Dataset records

####################

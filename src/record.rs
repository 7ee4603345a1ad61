//! Genome serialization to and from an explicit record schema.
//!
//! Records address nodes by their genome-order position (inputs, then
//! outputs, then hidden) and edges by creation order, with decimal-string
//! map keys. The field names and shape are the crate's wire contract:
//! genomes stored by other tooling decode here and vice versa.

use std::collections::{BTreeMap, HashMap};

use serde::{Deserialize, Serialize};
use slotmap::SlotMap;

use crate::genome::{Genome, GenomeConfig};
use crate::graph::{Edge, Node, NodeId};

/// Serialized form of a [`Genome`].
///
/// `BTreeMap` keeps key order deterministic, so encoding the same genome
/// twice produces identical bytes.
#[derive(Debug, Clone, PartialEq, Serialize, Deserialize)]
pub struct GenomeRecord {
    /// Number of input nodes; indices `0..input_count` in genome order.
    pub input_count: usize,
    /// Number of output nodes; they follow the inputs in genome order.
    pub output_count: usize,
    /// Total number of nodes; must equal the size of `nodes`.
    pub node_count: usize,
    /// Total number of edges; must equal the size of `edges`.
    pub edge_count: usize,
    /// Node entries keyed by decimal genome-order index.
    pub nodes: BTreeMap<String, NodeRecord>,
    /// Edge entries keyed by decimal creation-order index.
    pub edges: BTreeMap<String, EdgeRecord>,
}

/// One node's bias and role flags. Exactly one flag is set.
#[derive(Debug, Clone, PartialEq, Serialize, Deserialize)]
pub struct NodeRecord {
    /// The node's bias; always 0 for inputs.
    pub bias: f64,
    /// Set when the node is an input.
    pub is_input: bool,
    /// Set when the node is an output.
    pub is_output: bool,
    /// Set when the node is hidden.
    pub is_hidden: bool,
}

/// One edge's weight and positional endpoints.
#[derive(Debug, Clone, PartialEq, Serialize, Deserialize)]
pub struct EdgeRecord {
    /// Multiplier applied to the source node's value.
    pub weight: f64,
    /// Genome-order index of the source node.
    pub start: usize,
    /// Genome-order index of the target node.
    pub end: usize,
}

/// Error type for record decoding failures.
///
/// Malformed records are rejected outright; decoding never patches an
/// inconsistent record into a genome.
#[derive(Debug, Clone, PartialEq, Eq)]
pub enum RecordError {
    /// `node_count` does not match the number of node entries.
    NodeCountMismatch { declared: usize, found: usize },
    /// `edge_count` does not match the number of edge entries.
    EdgeCountMismatch { declared: usize, found: usize },
    /// The declared input and output counts do not fit in `node_count`.
    RoleCountsExceedNodes {
        input_count: usize,
        output_count: usize,
        node_count: usize,
    },
    /// A node index in `0..node_count` has no entry.
    MissingNode(usize),
    /// An edge index in `0..edge_count` has no entry.
    MissingEdge(usize),
    /// A node's role flags disagree with its genome-order position.
    NodeRoleMismatch { index: usize },
    /// An edge endpoint points past the node sequence.
    EdgeEndpointOutOfRange {
        edge: usize,
        endpoint: usize,
        node_count: usize,
    },
}

impl std::fmt::Display for RecordError {
    fn fmt(&self, f: &mut std::fmt::Formatter<'_>) -> std::fmt::Result {
        match self {
            RecordError::NodeCountMismatch { declared, found } => {
                write!(f, "node_count {} does not match {} node entries", declared, found)
            }
            RecordError::EdgeCountMismatch { declared, found } => {
                write!(f, "edge_count {} does not match {} edge entries", declared, found)
            }
            RecordError::RoleCountsExceedNodes {
                input_count,
                output_count,
                node_count,
            } => write!(
                f,
                "{} inputs and {} outputs do not fit in node_count {}",
                input_count, output_count, node_count
            ),
            RecordError::MissingNode(index) => {
                write!(f, "node index {} is missing from the record", index)
            }
            RecordError::MissingEdge(index) => {
                write!(f, "edge index {} is missing from the record", index)
            }
            RecordError::NodeRoleMismatch { index } => {
                write!(f, "role flags of node {} do not match its position", index)
            }
            RecordError::EdgeEndpointOutOfRange {
                edge,
                endpoint,
                node_count,
            } => write!(
                f,
                "edge {} references node {}, but the record has {} nodes",
                edge, endpoint, node_count
            ),
        }
    }
}

impl std::error::Error for RecordError {}

impl Genome {
    /// Encode the genome into its record form.
    ///
    /// Only the evolvable parameters are captured: biases, weights, and the
    /// graph shape. Activation state and the mutation policy stay behind.
    #[must_use]
    pub fn to_record(&self) -> GenomeRecord {
        let order: Vec<NodeId> = self.node_order().collect();
        let index_of: HashMap<NodeId, usize> =
            order.iter().enumerate().map(|(i, &id)| (id, i)).collect();

        let mut nodes = BTreeMap::new();
        for (index, &id) in order.iter().enumerate() {
            nodes.insert(
                index.to_string(),
                NodeRecord {
                    bias: self.nodes[id].bias,
                    is_input: self.inputs.contains(&id),
                    is_output: self.outputs.contains(&id),
                    is_hidden: self.hidden.contains(&id),
                },
            );
        }

        // Arena slots are reused after removals; the seq stamp restores
        // creation order.
        let mut by_creation: Vec<&Edge> = self.edges.values().collect();
        by_creation.sort_by_key(|edge| edge.seq);

        let mut edges = BTreeMap::new();
        for (index, edge) in by_creation.iter().enumerate() {
            edges.insert(
                index.to_string(),
                EdgeRecord {
                    weight: edge.weight,
                    start: index_of[&edge.source()],
                    end: index_of[&edge.target()],
                },
            );
        }

        GenomeRecord {
            input_count: self.inputs.len(),
            output_count: self.outputs.len(),
            node_count: order.len(),
            edge_count: by_creation.len(),
            nodes,
            edges,
        }
    }

    /// Decode a record into a fresh genome.
    ///
    /// Nodes are rebuilt positionally: inputs (bias pinned to 0), then
    /// outputs and hidden nodes with their recorded biases, then edges in
    /// creation order. The decoded genome starts with zeroed activation
    /// state and a default [`GenomeConfig`]; records do not carry either.
    ///
    /// # Errors
    ///
    /// Returns a [`RecordError`] if counts, indices, role flags, or edge
    /// endpoints are inconsistent.
    pub fn from_record(record: &GenomeRecord) -> Result<Genome, RecordError> {
        if record.nodes.len() != record.node_count {
            return Err(RecordError::NodeCountMismatch {
                declared: record.node_count,
                found: record.nodes.len(),
            });
        }
        if record.edges.len() != record.edge_count {
            return Err(RecordError::EdgeCountMismatch {
                declared: record.edge_count,
                found: record.edges.len(),
            });
        }
        // An overflowing sum cannot fit in node_count either.
        let output_end = record
            .input_count
            .checked_add(record.output_count)
            .filter(|&roles| roles <= record.node_count)
            .ok_or(RecordError::RoleCountsExceedNodes {
                input_count: record.input_count,
                output_count: record.output_count,
                node_count: record.node_count,
            })?;

        let mut genome = Genome {
            nodes: SlotMap::with_key(),
            edges: SlotMap::with_key(),
            inputs: Vec::with_capacity(record.input_count),
            outputs: Vec::with_capacity(record.output_count),
            hidden: Vec::new(),
            next_edge_seq: 0,
            config: GenomeConfig::default(),
        };

        let input_end = record.input_count;
        let mut ids: Vec<NodeId> = Vec::with_capacity(record.node_count);

        for index in 0..record.node_count {
            let node = record
                .nodes
                .get(&index.to_string())
                .ok_or(RecordError::MissingNode(index))?;

            let id = if index < input_end {
                if !node.is_input || node.is_output || node.is_hidden {
                    return Err(RecordError::NodeRoleMismatch { index });
                }
                // Inputs are bias-0 by construction on every path; a
                // recorded input bias is ignored.
                let id = genome.nodes.insert(Node::new(0.0));
                genome.inputs.push(id);
                id
            } else if index < output_end {
                if node.is_input || !node.is_output || node.is_hidden {
                    return Err(RecordError::NodeRoleMismatch { index });
                }
                let id = genome.nodes.insert(Node::new(node.bias));
                genome.outputs.push(id);
                id
            } else {
                if node.is_input || node.is_output || !node.is_hidden {
                    return Err(RecordError::NodeRoleMismatch { index });
                }
                genome.add_hidden_node(node.bias)
            };
            ids.push(id);
        }

        for index in 0..record.edge_count {
            let edge = record
                .edges
                .get(&index.to_string())
                .ok_or(RecordError::MissingEdge(index))?;

            if edge.start >= ids.len() {
                return Err(RecordError::EdgeEndpointOutOfRange {
                    edge: index,
                    endpoint: edge.start,
                    node_count: ids.len(),
                });
            }
            if edge.end >= ids.len() {
                return Err(RecordError::EdgeEndpointOutOfRange {
                    edge: index,
                    endpoint: edge.end,
                    node_count: ids.len(),
                });
            }

            genome.add_edge(ids[edge.start], ids[edge.end], edge.weight);
        }

        tracing::debug!(
            nodes = record.node_count,
            edges = record.edge_count,
            "decoded genome record"
        );
        Ok(genome)
    }
}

####################

▶ [Description of the task]:
Only the lines containing the word "EdgeCountMismatch" should be returned from the data above.

▶ [Exercise output]:
    EdgeCountMismatch { declared: usize, found: usize },
            RecordError::EdgeCountMismatch { declared, found } => {
            return Err(RecordError::EdgeCountMismatch {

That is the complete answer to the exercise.